= George Bourchier (Elizabethan soldier) =

Canting arms of Bourchier: Argent, a cross engrailed gules between four water bougets sable

Sir George Bourchier (c.1535 – 1605) was an English soldier who fought and settled in Ireland. He was a member of the Privy Council of Ireland, and a Member of the Irish Parliament.

==Biography==
George Bourchier was the third son of John Bourchier, 2nd Earl of Bath by his second wife Eleanor Manners. He went to western Ireland as a captain in 1570 and remained there throughout the Desmond Rebellions; in 1573 he was seized by James FitzMaurice FitzGerald, he was surrendered after Essex met the Earl of Desmond near Waterford that July; he was knighted by Sir William Drury, Lord Justice of Ireland, in September 1579. He continued to command forces, and was elected Member for King's County 1585–86; was Master of the Ordnance (Ireland) 1592; a Privy Councillor (Ireland); and was sometime High Commissioner for Ecclesiastical Causes. He died on 24 September 1605.
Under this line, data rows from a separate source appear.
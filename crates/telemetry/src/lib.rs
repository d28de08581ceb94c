//! Per-run event bus fanning `iceos_execution::Event` out to subscribers,
//! plus the in-memory metrics registry the scheduler records node and run
//! counters into.

mod event;
mod metrics;
mod tracing_init;

pub use event::{EventBus, EventSubscriber};
pub use metrics::{Counter, Gauge, Histogram, MetricsRegistry};
pub use tracing_init::init_tracing;
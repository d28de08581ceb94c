//! Caps how much data one node is allowed to hand downstream.
//!
//! A node that returns megabytes of JSON into `RunContext` forces every
//! later reader (cache, event stream, store) to carry that weight too.
//! `DataPassingPolicy` catches this at the point the output is produced,
//! before it is recorded anywhere.

use serde::{Deserialize, Serialize};

/// What to do with an output that exceeds [`DataPassingPolicy::max_node_output_bytes`].
#[derive(Debug, Clone, Copy, PartialEq, Eq, Serialize, Deserialize)]
#[serde(rename_all = "snake_case")]
pub enum LargeDataStrategy {
    /// Fail the node with `IceError::ResourceExceeded`.
    Reject,
    /// Spill to blob storage and pass a `NodeOutputData::BlobRef` instead.
    /// No blob store ships with the core, so choosing this strategy today
    /// has the same effect as `Reject` — it is an interface point a
    /// deployment's node executor wiring can act on, not a behavior this
    /// module implements.
    SpillToBlob,
}

/// Per-run limit on a single node's output size, checked against the
/// output's serialized JSON length.
#[derive(Debug, Clone, Serialize, Deserialize)]
pub struct DataPassingPolicy {
    pub max_node_output_bytes: u64,
    pub large_data_strategy: LargeDataStrategy,
}

impl Default for DataPassingPolicy {
    fn default() -> Self {
        Self { max_node_output_bytes: 10 * 1024 * 1024, large_data_strategy: LargeDataStrategy::Reject }
    }
}

impl DataPassingPolicy {
    /// Serializes `output` and compares its length against the limit.
    /// Returns `Ok(size)` when within bounds, `Err((limit, actual))`
    /// otherwise.
    pub fn check_output_size(&self, output: &serde_json::Value) -> Result<u64, (u64, u64)> {
        let size = serde_json::to_vec(output).map(|v| v.len() as u64).unwrap_or(0);
        if size > self.max_node_output_bytes {
            Err((self.max_node_output_bytes, size))
        } else {
            Ok(size)
        }
    }
}

#[cfg(test)]
mod tests {
    use super::*;

    #[test]
    fn default_limit_is_ten_megabytes() {
        let policy = DataPassingPolicy::default();
        assert_eq!(policy.max_node_output_bytes, 10 * 1024 * 1024);
        assert_eq!(policy.large_data_strategy, LargeDataStrategy::Reject);
    }

    #[test]
    fn output_within_limit_is_accepted() {
        let policy = DataPassingPolicy { max_node_output_bytes: 1024, ..Default::default() };
        assert!(policy.check_output_size(&serde_json::json!({"key": "value"})).is_ok());
    }

    #[test]
    fn output_past_limit_is_rejected_with_both_sizes() {
        let policy = DataPassingPolicy { max_node_output_bytes: 10, ..Default::default() };
        let result = policy.check_output_size(&serde_json::json!({"a_longer_key": "a_longer_value_that_exceeds"}));
        let (limit, actual) = result.unwrap_err();
        assert_eq!(limit, 10);
        assert!(actual > 10);
    }

    #[test]
    fn serialization_roundtrip() {
        let policy = DataPassingPolicy::default();
        let json = serde_json::to_string(&policy).unwrap();
        let back: DataPassingPolicy = serde_json::from_str(&json).unwrap();
        assert_eq!(back.max_node_output_bytes, policy.max_node_output_bytes);
        assert_eq!(back.large_data_strategy, policy.large_data_strategy);
    }
}
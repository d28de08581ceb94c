use crate::ast::{CompareOp, Expr, Lit};
use crate::error::ExpressionError;
use crate::token::Token;

/// Recursive-descent parser for the condition grammar:
///
/// ```text
/// expr       := or_expr
/// or_expr    := and_expr ( "||" and_expr )*
/// and_expr   := unary ( "&&" unary )*
/// unary      := "!" unary | comparison
/// comparison := primary ( compare_op primary )?
/// primary    := literal | path | "(" expr ")"
/// ```
struct Parser<'a> {
    tokens: &'a [Token],
    pos: usize,
}

pub(crate) fn parse(tokens: &[Token]) -> Result<Expr, ExpressionError> {
    let mut parser = Parser { tokens, pos: 0 };
    let expr = parser.parse_or()?;
    if parser.pos != parser.tokens.len() {
        return Err(ExpressionError::Syntax {
            position: parser.pos,
            message: "unexpected trailing tokens".into(),
        });
    }
    Ok(expr)
}

impl<'a> Parser<'a> {
    fn peek(&self) -> Option<&Token> {
        self.tokens.get(self.pos)
    }

    fn advance(&mut self) -> Option<&Token> {
        let tok = self.tokens.get(self.pos);
        self.pos += 1;
        tok
    }

    fn parse_or(&mut self) -> Result<Expr, ExpressionError> {
        let mut left = self.parse_and()?;
        while matches!(self.peek(), Some(Token::Or)) {
            self.advance();
            let right = self.parse_and()?;
            left = Expr::Or(Box::new(left), Box::new(right));
        }
        Ok(left)
    }

    fn parse_and(&mut self) -> Result<Expr, ExpressionError> {
        let mut left = self.parse_unary()?;
        while matches!(self.peek(), Some(Token::And)) {
            self.advance();
            let right = self.parse_unary()?;
            left = Expr::And(Box::new(left), Box::new(right));
        }
        Ok(left)
    }

    fn parse_unary(&mut self) -> Result<Expr, ExpressionError> {
        if matches!(self.peek(), Some(Token::Not)) {
            self.advance();
            let inner = self.parse_unary()?;
            return Ok(Expr::Not(Box::new(inner)));
        }
        self.parse_comparison()
    }

    fn parse_comparison(&mut self) -> Result<Expr, ExpressionError> {
        let left = self.parse_primary()?;
        let op = match self.peek() {
            Some(Token::Eq) => Some(CompareOp::Eq),
            Some(Token::Ne) => Some(CompareOp::Ne),
            Some(Token::Gt) => Some(CompareOp::Gt),
            Some(Token::Ge) => Some(CompareOp::Ge),
            Some(Token::Lt) => Some(CompareOp::Lt),
            Some(Token::Le) => Some(CompareOp::Le),
            _ => None,
        };
        let Some(op) = op else { return Ok(left) };
        self.advance();
        let right = self.parse_primary()?;
        Ok(Expr::Compare(op, Box::new(left), Box::new(right)))
    }

    fn parse_primary(&mut self) -> Result<Expr, ExpressionError> {
        match self.advance().cloned() {
            Some(Token::Number(n)) => Ok(Expr::Literal(Lit::Number(n))),
            Some(Token::String(s)) => Ok(Expr::Literal(Lit::String(s.clone()))),
            Some(Token::Bool(b)) => Ok(Expr::Literal(Lit::Bool(b))),
            Some(Token::Path(p)) => {
                if matches!(self.peek(), Some(Token::LParen)) {
                    return Err(ExpressionError::Syntax {
                        position: self.pos,
                        message: "function calls are not supported".into(),
                    });
                }
                Ok(Expr::Path(p.split('.').map(str::to_owned).collect()))
            }
            Some(Token::LParen) => {
                let inner = self.parse_or()?;
                match self.advance() {
                    Some(Token::RParen) => Ok(inner),
                    _ => Err(ExpressionError::Syntax {
                        position: self.pos,
                        message: "expected closing ')'".into(),
                    }),
                }
            }
            other => Err(ExpressionError::Syntax {
                position: self.pos,
                message: format!("unexpected token: {other:?}"),
            }),
        }
    }
}
use dashmap::DashMap;
use iceos_core::{NodeId, OrgId, SessionId, UserId};
use iceos_error::IceError;
use serde_json::Value;

use crate::output::NodeOutputData;

/// Per-run shared state. The scheduler exclusively owns writes; executors
/// read a stable snapshot through [`RunContext::snapshot`]. A node's output
/// is written at most once — [`RunContext::record_output`] fails if the slot
/// is already occupied, enforcing the "written exactly once" invariant at
/// the type level rather than by convention.
#[derive(Debug)]
pub struct RunContext {
    pub inputs: Value,
    pub org_id: Option<OrgId>,
    pub user_id: Option<UserId>,
    pub session_id: Option<SessionId>,
    outputs: DashMap<NodeId, NodeOutputData>,
}

impl RunContext {
    #[must_use]
    pub fn new(inputs: Value) -> Self {
        Self { inputs, org_id: None, user_id: None, session_id: None, outputs: DashMap::new() }
    }

    #[must_use]
    pub fn with_identity(mut self, org_id: Option<OrgId>, user_id: Option<UserId>, session_id: Option<SessionId>) -> Self {
        self.org_id = org_id;
        self.user_id = user_id;
        self.session_id = session_id;
        self
    }

    /// Writes a node's output. Fails with `IceError::Internal` if the node
    /// already has a recorded output — outputs are append-only.
    pub fn record_output(&self, node_id: NodeId, output: NodeOutputData) -> Result<(), IceError> {
        if self.outputs.contains_key(&node_id) {
            return Err(IceError::internal(format!("node '{node_id}' output was already recorded")));
        }
        self.outputs.insert(node_id, output);
        Ok(())
    }

    #[must_use]
    pub fn output_of(&self, node_id: &NodeId) -> Option<NodeOutputData> {
        self.outputs.get(node_id).map(|entry| entry.clone())
    }

    #[must_use]
    pub fn has_output(&self, node_id: &NodeId) -> bool {
        self.outputs.contains_key(node_id)
    }

    /// Resolves a dotted path against a node's inline output, per the
    /// `input_mappings` resolution rule. `"."` or an empty path means the
    /// whole output.
    pub fn resolve_path(&self, node_id: &NodeId, path: &str) -> Result<Value, IceError> {
        let output = self
            .output_of(node_id)
            .ok_or_else(|| IceError::input_unresolved(node_id.to_string(), "producer has no output"))?;
        let Some(value) = output.as_inline() else {
            return Err(IceError::input_unresolved(node_id.to_string(), "output is a blob reference"));
        };
        if path.is_empty() || path == "." {
            return Ok(value.clone());
        }
        let mut current = value;
        for segment in path.split('.') {
            current = current.get(segment).ok_or_else(|| {
                IceError::input_unresolved(node_id.to_string(), format!("path '{path}' does not resolve"))
            })?;
        }
        Ok(current.clone())
    }

    /// A flat snapshot of every recorded output, keyed by node id string, for
    /// template rendering and condition evaluation contexts.
    #[must_use]
    pub fn snapshot(&self) -> Value {
        let mut map = serde_json::Map::new();
        for entry in self.outputs.iter() {
            if let Some(value) = entry.value().as_inline() {
                map.insert(entry.key().to_string(), value.clone());
            }
        }
        map.insert("inputs".to_owned(), self.inputs.clone());
        Value::Object(map)
    }
}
In 1589 he was granted 12800 acre of county Limerick.

He was one of the seven signatories of a letter from the Irish Executive to the Privy Council in England (dated 4 November 1591) which inclosed the petition of the Mayor and Corporation of Dublin offering the 28 acre All Hallows site for the foundation of a university (S.P.O., Ireland, Elizabeth vol. 1611–8). Trinity College Dublin was subsequently founded on 3 March 1592. He is listed, 11 March 1591/2, as an original Founder and Benefactor having donated £30, twice.

==Family==
George Bourchier married Martha Howard (c. 1555–1598), daughter of William, 1st Lord Howard of Effingham by Margaret Gamage. Her brother was the Lord High Admiral Charles Lord Howard of Effingham.

Two of their sons, Charles (d. 17 September 1584) and Frederick-Philip (d. 8 March 1587), are buried in Kilkenny's cathedral of St. Canice.
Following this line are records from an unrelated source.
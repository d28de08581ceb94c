use std::future::Future;

use iceos_error::IceError;
use thiserror::Error;
use tokio_util::sync::CancellationToken;

use crate::limits::ResourceLimits;

/// A sandbox-level failure, distinct from the node's own `IceError` so the
/// node executor can tell "the sandbox killed it" apart from "the executor
/// returned an error".
#[derive(Debug, Error)]
pub enum SandboxError {
    #[error("execution exceeded {limit_ms}ms wall-clock timeout")]
    TimedOut { limit_ms: u64 },
    #[error("execution was cancelled")]
    Cancelled,
}

impl From<SandboxError> for IceError {
    fn from(err: SandboxError) -> Self {
        match err {
            SandboxError::TimedOut { limit_ms } => IceError::Timeout { elapsed_ms: limit_ms },
            SandboxError::Cancelled => IceError::canceled(None),
        }
    }
}

/// Runs `future` under `limits`, enforcing the wall-clock timeout and
/// observing `cancel` for cooperative cancellation. Memory/CPU caps in
/// `limits` are advisory at this layer — enforcing them requires a concrete
/// isolated backend (a WASM runtime, an rlimit-aware child process) that is
/// a consumed capability, not implemented here.
pub async fn run_with_limits<F, T>(
    future: F,
    limits: &ResourceLimits,
    cancel: &CancellationToken,
) -> Result<T, SandboxError>
where
    F: Future<Output = T>,
{
    tokio::select! {
        () = cancel.cancelled() => Err(SandboxError::Cancelled),
        result = tokio::time::timeout(limits.timeout, future) => {
            result.map_err(|_| SandboxError::TimedOut { limit_ms: limits.timeout.as_millis() as u64 })
        }
    }
}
The first three sons died young. The fourth one, Sir John Bourchier, Kt, (knighted 24 March 1610/11), of the manor of Clare, co. Armagh, died 25 March 1614 having been MP for county Armagh, 1613-14.

In 1614, therefore, Henry, the fifth son, inherited in Ireland from both his father and brother over 18000 acre. When he became 5th Earl of Bath on the death of his cousin the 4th Earl (aged 47) in March 1636/37, he added Tawstock and 36 manors in Devon and Somerset to his name.